Photo du rédacteur: Katell MagazineKatell Magazine

Dernière mise à jour : 7 oct. 2024

« Ces cinq mois de merde m’ont fait tellement de bien »



Manon-Claire Gauthier a été victime d’un AVC, il y a trois ans. Elle avait 26 ans. Elle édite cet automne un livre "Vivre" qui raconte cette expérience et ce qu’elle lui a enseigné. Échange pétillant avec une jeune femme pleine d’humour.

Par Marie-Laure RC. Photos Lou Lecoq, tous droits réservés.


Qu'est-ce qu'il t'est arrivé ?

En 2021, le jour de mon 26e anniversaire, j'ai été victime – sans le savoir – d'un accident vasculaire cérébral. J'ai ignoré les signes que je pensais être de la fatigue jusqu'à ce que l'une de mes clientes, médecin à la retraite, tire le signal d'alarme. Je me retrouve aux urgences à Paimpol. S'en suivent trois jours d'hospitalisation à Saint-Brieuc où l'on m'apprend, à la sortie, que j'ai fait un AVC. Puis, trois semaines d'errance et de mauvais diagnostics jusqu'à un malaise qui me conduit à Pontchaillou. L'on m'explique alors que j'ai une hémorragie cérébrale, ce pourquoi je suis aphasique avec, maintenant, une hémiplégie gauche. J'entre en salle d'opération avec une chance sur deux d'en sortir vivante. Et je suis là!


Comment as-tu eu envie d'écrire ce livre  ?      

Ma mère m'a dit qu'il fallait que je suive une thérapie ou que j'écrive cette histoire pour que ça sorte. Je ne voulais pas retourner chez le psy. J'ai senti que c'était le moment de mettre tout ça à plat, ce qui m'a fait un bien fou ! Ce livre a été ma thérapie.


Qu'est-ce que cela t'a procuré  ?

De la fierté d'abord. Fière d'avoir réussi à poser mon histoire sur le papier, avec l’aide d’une biographe. Nous nous sommes vues plusieurs fois «  en cachette  ». Elle a réussi à rester fidèle à celle que je suis, à utiliser mes mots, afin que les personnes qui me connaissent me retrouvent et que celles qui ne me connaissent pas puissent me découvrir telle que je suis.

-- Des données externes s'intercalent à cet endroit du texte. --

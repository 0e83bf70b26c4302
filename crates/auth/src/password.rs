//! Password hashing (bcrypt).

use std::sync::OnceLock;

use thiserror::Error;

#[derive(Debug, Error)]
#[error("password hashing failed: {0}")]
pub struct PasswordError(#[from] bcrypt::BcryptError);

/// bcrypt hasher with a configurable work factor.
#[derive(Debug)]
pub struct PasswordHasher {
    cost: u32,
    dummy_hash: OnceLock<String>,
}

impl PasswordHasher {
    pub fn new(cost: u32) -> Self {
        Self {
            cost,
            dummy_hash: OnceLock::new(),
        }
    }

    pub fn hash(&self, password: &str) -> Result<String, PasswordError> {
        Ok(bcrypt::hash(password, self.cost)?)
    }

    /// Returns `Ok(false)` on mismatch; `Err` only for unparsable hashes.
    pub fn verify(&self, password: &str, hash: &str) -> Result<bool, PasswordError> {
        Ok(bcrypt::verify(password, hash)?)
    }

    /// Burn one verification worth of time for a login that matched no user,
    /// so response timing does not reveal which logins exist.
    pub fn verify_dummy(&self, password: &str) {
        let hash = self
            .dummy_hash
            .get_or_init(|| bcrypt::hash("comptoir-dummy-password", self.cost).unwrap_or_default());
        let _ = bcrypt::verify(password, hash);
    }
}

impl Default for PasswordHasher {
    fn default() -> Self {
        Self::new(bcrypt::DEFAULT_COST)
    }
}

Je voulais aussi témoigner pour tous les autres qui vivent cette expérience.


Qu'as-tu appris de cette épreuve  ?

Beaucoup de choses ! Que ma mère est extraordinaire, même si je le savais déjà. Que j'ai toujours été proche de mes frères, qu'ils aient été là et c'est une p***** de chance  ! Qu'on ne savoure pas assez le fait de pouvoir lire ainsi que toutes les autres capacités du corps. Je ne savais plus rien faire. J'ai dû réapprendre à lire, compter, me laver, faire la vaisselle, utiliser des couverts pour manger, marcher...  J'avais beaucoup de colère et cette épreuve m'a délestée de ce poids. Aujourd'hui, ceux pour qui j'avais de la colère, je m'en fiche et je m'éloigne de ceux qui rendent mon quotidien trop lourd.


Quelles ont été les conséquences pour ton entreprise  ?

Je suis artisane tapissière, en micro-entreprise. Au moment de mon arrêt, j'avais six mois de travail devant moi. Je travaillais 50 à 60 h par semaine. J'ai dû tout stopper pendant huit mois. J'ai eu la chance que mes clients m’aient attendue. Ma rémunération se résumait aux indemnités de la sécurité sociale : 300 € par mois. Pas de quoi couvrir mon loyer. Je n'avais pas d'assurance complémentaire. Qui pense qu'il va lui arriver quelque chose de grave à 26 ans !? Et puis, ces assurances sont super chères ! Je suis donc retournée vivre chez ma mère. De toutes façons, je ne pouvais plus rien faire seule. Mes économies et une cagnotte Litchi, mise en ligne par ma belle-sœur, m’ont permis de tenir. J'ai été très surprise par la générosité des gens... ceux que je connaissais, mais aussi mes clients et de parfaits inconnus. Une personne que je ne connaissais pas a mis 1000 € dans la cagnotte  ! Je n'avais pas beaucoup confiance en moi et je n'aurais jamais pensé que je pouvais être importante pour autant de personnes !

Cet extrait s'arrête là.